Monday, February 1, 2010
Kinda bummed
Today kinda brought down my good mood. No work for Jared, so all of our plans are basically put on hold again. No money for food or gas. Jared's boss is selling his truck, so Jared has to bring the truck he drives all the way back up to him. Which aught to be interesting considering he'll have no way to get back home. I'm starting to think that life isn't supposed to be fair even at the least. We get a half a step forward and get dumped 5 steps back. All because someone needs to get all their trucks to work before worrying about anyone else, screwing over both John and Jared. It's just driving me mental. I mean seriously, how are people supposed to live? You promise someone and their employee work on Monday, there damn well better we work on Monday. Not "Oh, well I had an extra truck of my own to put to work, so f*** you."
Sunday, January 31, 2010
What a lazy day!
I've occomplished nothing so far today, and I just feel drained. Jer's watching "The Alamo", and the kids haven't left the couch. Dink (Venus) curled up in her wooly blankey, and Jack made a bed on top of her and her blanket. Maybe I should re-organize some stuff from the move?
Where to begin...
Well, I've decided to start a blog. Not that I expect anyone to read it, but just because I think it would be a nice way to occupy my time, and keep track of funny things the chi-chi's do.

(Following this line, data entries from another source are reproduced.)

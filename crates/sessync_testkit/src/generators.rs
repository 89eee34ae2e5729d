//! Property-based test generators using proptest.
//!
//! Ids are drawn from a small shared pool so local, remote and marker sets
//! overlap often enough to exercise every planner rule.

use proptest::prelude::*;
use sessync_engine::{RemoteSessionMeta, SessionInfo};
use std::collections::{HashMap, HashSet};
use uuid::Uuid;

/// Project name used by generated remote metadata.
pub const TEST_PROJECT: &str = "proptest";

/// Strategy for generating session ids.
pub fn session_id_strategy() -> impl Strategy<Value = Uuid> {
    prop::array::uniform16(any::<u8>()).prop_map(Uuid::from_bytes)
}

/// Strategy for generating timestamps. The range is narrow so equal
/// timestamps on both sides are common.
pub fn timestamp_strategy() -> impl Strategy<Value = i64> {
    0i64..8
}

/// Strategy for generating local session metadata.
pub fn session_info_strategy() -> impl Strategy<Value = SessionInfo> {
    (session_id_strategy(), timestamp_strategy(), 0i64..4).prop_map(|(id, created, delta)| {
        SessionInfo::new(id, format!("session {created}"), created, created + delta)
    })
}

/// How one session id appears in a generated [`SyncState`].
#[derive(Debug, Clone)]
struct Presence {
    local: Option<i64>,
    remote: Option<(i64, bool)>,
    tombstone: bool,
    unreadable: bool,
}

fn presence_strategy() -> impl Strategy<Value = Presence> {
    (
        prop::option::of(timestamp_strategy()),
        prop::option::of((timestamp_strategy(), any::<bool>())),
        prop::bool::weighted(0.2),
        prop::bool::weighted(0.2),
    )
        .prop_map(|(local, remote, tombstone, unreadable)| Presence {
            local,
            remote,
            tombstone,
            unreadable,
        })
}

/// The four snapshots the planner consumes.
#[derive(Debug, Clone, Default)]
pub struct SyncState {
    /// Local session cache.
    pub local: HashMap<Uuid, SessionInfo>,
    /// Remote listing.
    pub remote: Vec<RemoteSessionMeta>,
    /// Local tombstones.
    pub tombstones: HashSet<Uuid>,
    /// Remote sessions known to be unreadable.
    pub unreadable: HashSet<Uuid>,
}

/// Strategy for generating planner inputs over up to `max_sessions` ids.
pub fn sync_state_strategy(max_sessions: usize) -> impl Strategy<Value = SyncState> {
    prop::collection::vec((session_id_strategy(), presence_strategy()), 0..=max_sessions).prop_map(
        |sessions| {
            let mut state = SyncState::default();
            for (id, presence) in sessions {
                if let Some(modified) = presence.local {
                    state
                        .local
                        .insert(id, SessionInfo::new(id, "local", 0, modified));
                }
                if let Some((modified, deleted)) = presence.remote {
                    let meta = RemoteSessionMeta::new(id, "remote", TEST_PROJECT, modified);
                    state.remote.push(if deleted {
                        meta.deleted_at(modified + 1)
                    } else {
                        meta
                    });
                }
                if presence.tombstone {
                    state.tombstones.insert(id);
                }
                if presence.unreadable {
                    state.unreadable.insert(id);
                }
            }
            state
        },
    )
}
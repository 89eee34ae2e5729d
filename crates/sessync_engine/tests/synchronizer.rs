//! Integration tests for the convergence loop.

use sessync_engine::{
    EngineResult, ExecutorConfig, MemoryRemote, OpenSessionRegistry, RemoteSessionMeta,
    RemoteSessionService, SessionSynchronizer, SyncConfig, SyncError,
};
use sessync_store::{FsSessionStore, JournalEntry, JournalHistory, StoreConfig};
use sessync_testkit::prelude::*;
use std::sync::atomic::{AtomicUsize, Ordering};
use std::sync::{Arc, OnceLock};
use tempfile::TempDir;
use uuid::Uuid;

/// A remote that edits a local session every time content is fetched,
/// simulating a user typing while sync runs.
struct EditingRemote {
    inner: MemoryRemote,
    store: OnceLock<Arc<FsSessionStore>>,
    target: Uuid,
    edits_left: AtomicUsize,
}

impl EditingRemote {
    fn edit_local(&self) {
        let consumed = self
            .edits_left
            .fetch_update(Ordering::SeqCst, Ordering::SeqCst, |n| n.checked_sub(1))
            .is_ok();
        if !consumed {
            return;
        }
        if let Some(store) = self.store.get() {
            let history = JournalHistory::new();
            store
                .edit_session(self.target, move |_, path| {
                    history.append(path, JournalEntry::new("typed during sync"))?;
                    Ok(())
                })
                .unwrap();
        }
    }
}

impl RemoteSessionService for EditingRemote {
    fn list_sessions(&self, remote_project: &str) -> EngineResult<Vec<RemoteSessionMeta>> {
        self.inner.list_sessions(remote_project)
    }

    fn get_content(&self, session_id: Uuid) -> EngineResult<Vec<u8>> {
        let content = self.inner.get_content(session_id);
        self.edit_local();
        content
    }

    fn write_session(
        &self,
        session_id: Uuid,
        remote_project: &str,
        name: &str,
        modified_at_millis: i64,
        content: &[u8],
    ) -> EngineResult<()> {
        self.inner
            .write_session(session_id, remote_project, name, modified_at_millis, content)
    }

    fn delete_session(&self, session_id: Uuid) -> EngineResult<()> {
        self.inner.delete_session(session_id)
    }
}

struct EditingEnv {
    store: Arc<FsSessionStore>,
    remote: Arc<EditingRemote>,
    target: Uuid,
    _dir: TempDir,
}

/// A local session newer than its remote copy, with `edits` concurrent
/// edits queued.
fn editing_env(edits: usize) -> EditingEnv {
    let dir = TempDir::new().unwrap();
    let config = StoreConfig::new(dir.path()).with_executor(ExecutorConfig::new(2));
    let store = Arc::new(FsSessionStore::open(&config).unwrap());
    let local = store.create_session("Typing").unwrap();

    let remote = Arc::new(EditingRemote {
        inner: MemoryRemote::new(),
        store: OnceLock::new(),
        target: local.id,
        edits_left: AtomicUsize::new(edits),
    });
    // Older than the local copy, so every pass plans an upload.
    let remote_modified = local.modified - 1_000;
    let info = sessync_engine::SessionInfo::new(local.id, "Typing", 1, remote_modified);
    remote.inner.insert(
        RemoteSessionMeta::new(local.id, "Typing", ENV_PROJECT, remote_modified),
        archive_bytes(&info, &journal_of(&["remote"])),
    );
    let _ = remote.store.set(Arc::clone(&store));

    EditingEnv {
        store,
        remote,
        target: local.id,
        _dir: dir,
    }
}

fn editing_synchronizer(
    env: &EditingEnv,
    max_iterations: u32,
) -> SessionSynchronizer<EditingRemote, FsSessionStore, JournalHistory> {
    SessionSynchronizer::new(
        Arc::clone(&env.remote),
        Arc::clone(&env.store),
        Arc::new(JournalHistory::new()),
        Arc::new(OpenSessionRegistry::new()),
        SyncConfig::new(ENV_PROJECT).with_max_iterations(max_iterations),
    )
}

#[test]
fn converges_in_one_call() {
    let env = TestEnv::new();
    let upload = env.local_session("Local only", &["mine"]);
    let download = env.seed_remote("Remote only", 500, &journal_of(&["theirs"]));
    let tombstoned = env.local_session("Deleted here", &[]);
    env.seed_remote_with_id(tombstoned.id, "Deleted here", tombstoned.modified, &journal_of(&[]));
    env.store.delete_session(tombstoned.id).unwrap();

    let report = env.synchronizer().synchronize().unwrap();

    assert!(report.converged);
    assert!(!report.cap_reached);
    assert_eq!(report.iterations, 1);
    assert_eq!(report.succeeded(), 3);
    assert_eq!(report.failed(), 0);

    assert!(env.remote.meta(upload.id).is_some());
    assert!(env.store.get(download.id).is_some());
    assert!(env.remote.meta(tombstoned.id).unwrap().is_deleted());
    assert!(env.synchronizer().plan_once().unwrap().is_empty());
}

#[test]
fn empty_plan_converges_immediately() {
    let env = TestEnv::new();

    let report = env.synchronizer().synchronize().unwrap();

    assert!(report.converged);
    assert_eq!(report.iterations, 1);
    assert!(report.results.is_empty());
}

#[test]
fn listing_failure_propagates() {
    let env = TestEnv::new();
    env.local_session("Local", &[]);
    env.remote.set_offline(true);

    let err = env.synchronizer().synchronize().unwrap_err();

    assert!(matches!(err, SyncError::Remote { .. }));
    assert!(err.is_retryable());
}

#[test]
fn action_failures_are_reported_not_raised() {
    let env = TestEnv::new();
    let meta = env.seed_remote("Flaky", 10, &journal_of(&[]));
    env.remote.fail_content_for(meta.id);

    let report = env.synchronizer().synchronize().unwrap();

    assert_eq!(report.failed(), 1);
    assert_eq!(report.iterations, 1);
    assert!(env.store.get(meta.id).is_none());
}

#[test]
fn other_projects_are_ignored() {
    let env = TestEnv::new();
    let other = Uuid::new_v4();
    env.remote.insert(
        RemoteSessionMeta::new(other, "Elsewhere", "another-project", 10),
        Vec::new(),
    );

    let report = env.synchronizer().synchronize().unwrap();

    assert_eq!(report.succeeded(), 0);
    assert!(env.store.get(other).is_none());
}

#[test]
fn skipped_action_is_retried_next_iteration() {
    let env = editing_env(1);
    let sync = editing_synchronizer(&env, 10);

    let report = sync.synchronize().unwrap();

    assert_eq!(report.iterations, 2);
    assert_eq!(report.results[0].skipped.len(), 1);
    assert_eq!(report.results[1].succeeded, vec![env.target]);
    assert!(report.converged);

    let local = env.store.get(env.target).unwrap();
    let remote = env.remote.inner.meta(env.target).unwrap();
    assert_eq!(remote.modified_at_millis, local.modified);
}

#[test]
fn iteration_cap_bounds_perpetual_edits() {
    let env = editing_env(usize::MAX);
    let sync = editing_synchronizer(&env, 3);

    let report = sync.synchronize().unwrap();

    assert!(report.cap_reached);
    assert!(!report.converged);
    assert_eq!(report.iterations, 3);
    assert_eq!(report.results.len(), 3);
    assert!(report.results.iter().all(|r| r.skipped.len() == 1));
    assert!(env.remote.inner.calls().uploaded.is_empty());
}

I'm currently staying with my mom, along with my fiance Jared, and our two chihuahuas, Venus and Jack. 2010 is, I think, going to be "our year." Things have been really up and down since we've gotten together. More down than up I might add, but none-the-less, our love grows more every day. Jared's starting a trucking company with his close friend, John, and I will be their dispatcher/secretary. Things are finally starting to look up.